Intuitively, the **Kolmogorov complexity** of an integer [math]n[/math] is the least number of bits one needs to describe [math]n[/math] in some suitable language. For instance, one could use the language of Turing machines: an integer [math]n[/math] has Kolmogorov complexity at most [math]k[/math] if there exists a Turing machine with length at most [math]k[/math] which, when run, produces [math]n[/math] as the output.

Thus, for instance, any [math]k[/math]-bit integer has Kolmogorov complexity at most [math]k+O(1)[/math] (the [math]O(1)[/math] overhead being for the trivial program that outputs the remaining [math]k[/math] bits of the Turing machine). On the other hand, it is obvious that there are at most [math]2^k[/math] integers of Kolmogorov complexity at most [math]k[/math] (we'll refer to this as the *counting argument*). As a consequence, most [math]k[/math]-bit integers have Kolmogorov complexity close to [math]k[/math].

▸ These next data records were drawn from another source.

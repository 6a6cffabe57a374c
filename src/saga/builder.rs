//! Saga assembly. [`SagaBuilder`] collects steps, hooks and metadata;
//! [`SagaBuilder::build`] freezes them into an immutable [`SagaDefinition`].

use super::{SagaContext, SagaResult, SagaStep};
use crate::error::{OrchestrationResult, ValidationError};
use serde_json::Value;
use std::collections::{HashMap, HashSet};
use std::fmt;
use std::sync::Arc;

/// Callback run once after a saga's outcome is known. Errors are logged only.
pub type SagaHook = Arc<dyn Fn(&SagaResult, &SagaContext) -> Result<(), String> + Send + Sync>;

/// Frozen, reusable saga description
#[derive(Clone)]
pub struct SagaDefinition {
    pub id: String,
    pub name: String,
    pub steps: Vec<Arc<dyn SagaStep>>,
    pub on_success: Option<SagaHook>,
    pub on_failure: Option<SagaHook>,
    pub metadata: HashMap<String, Value>,
}

impl fmt::Debug for SagaDefinition {
    fn fmt(&self, f: &mut fmt::Formatter<'_>) -> fmt::Result {
        f.debug_struct("SagaDefinition")
            .field("id", &self.id)
            .field("name", &self.name)
            .field("steps", &self.step_ids())
            .field("on_success", &self.on_success.is_some())
            .field("on_failure", &self.on_failure.is_some())
            .field("metadata", &self.metadata)
            .finish()
    }
}

impl SagaDefinition {
    pub fn step_ids(&self) -> Vec<&str> {
        self.steps.iter().map(|step| step.id()).collect()
    }
}

pub struct SagaBuilder {
    id: String,
    name: String,
    steps: Vec<Arc<dyn SagaStep>>,
    on_success: Option<SagaHook>,
    on_failure: Option<SagaHook>,
    metadata: HashMap<String, Value>,
}

impl SagaBuilder {
    pub fn new(id: impl Into<String>, name: impl Into<String>) -> Self {
        Self {
            id: id.into(),
            name: name.into(),
            steps: Vec::new(),
            on_success: None,
            on_failure: None,
            metadata: HashMap::new(),
        }
    }

    /// Append a step; steps run in the order they are added
    #[must_use]
    pub fn step<S: SagaStep + 'static>(mut self, step: S) -> Self {
        self.steps.push(Arc::new(step));
        self
    }

    #[must_use]
    pub fn shared_step(mut self, step: Arc<dyn SagaStep>) -> Self {
        self.steps.push(step);
        self
    }

    #[must_use]
    pub fn on_success<F>(mut self, hook: F) -> Self
    where
        F: Fn(&SagaResult, &SagaContext) -> Result<(), String> + Send + Sync + 'static,
    {
        self.on_success = Some(Arc::new(hook));
        self
    }

    #[must_use]
    pub fn on_failure<F>(mut self, hook: F) -> Self
    where
        F: Fn(&SagaResult, &SagaContext) -> Result<(), String> + Send + Sync + 'static,
    {
        self.on_failure = Some(Arc::new(hook));
        self
    }

    #[must_use]
    pub fn metadata(mut self, key: impl Into<String>, value: Value) -> Self {
        self.metadata.insert(key.into(), value);
        self
    }

    /// Freeze the saga. Fails without steps or with duplicate step ids.
    pub fn build(self) -> OrchestrationResult<SagaDefinition> {
        if self.steps.is_empty() {
            return Err(ValidationError::new("steps", "saga must declare at least one step").into());
        }

        let mut seen = HashSet::new();
        for step in &self.steps {
            if step.id().trim().is_empty() {
                return Err(ValidationError::new("steps", "saga step id must not be empty").into());
            }
            if !seen.insert(step.id()) {
                return Err(ValidationError::new(
                    "steps",
                    format!("duplicate saga step id '{}'", step.id()),
                )
                .into());
            }
        }

        Ok(SagaDefinition {
            id: self.id,
            name: self.name,
            steps: self.steps,
            on_success: self.on_success,
            on_failure: self.on_failure,
            metadata: self.metadata,
        })
    }
}
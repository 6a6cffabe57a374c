//! # Persistence
//!
//! Key-value capability the queue-backed provider stores execution and schedule
//! records in, plus an in-process implementation.

pub mod memory;
pub mod store;

pub use memory::InMemoryKeyValueStore;
pub use store::{KeyValueStore, KeyValueStoreExt};
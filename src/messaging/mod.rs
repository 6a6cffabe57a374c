//! # Messaging Module
//!
//! Queue-based step dispatch. The provider publishes a [`StepMessage`] per ready
//! step; whatever consumes the queue hands it back to
//! [`crate::orchestration::OrchestrationEngine::handle_step`].

pub mod message;
pub mod queue;

pub use message::StepMessage;
pub use queue::{InMemoryMessageQueue, MessageQueue, QueuedMessage, ScheduleRequest};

On the other hand, a deterministic algorithm which takes [math]k[/math] as input and runs in time polynomial in [math]k[/math] can only produce integers of Kolmogorov complexity [math]O(\log k)[/math], since any number produced can be described by a Turing machine of length [math]O(\log k) + O(1)[/math] (the [math]O(1)[/math] is to describe the algorithm, and the [math]O(\log k)[/math] bits are to describe how long the program is to run and what [math]k[/math] is).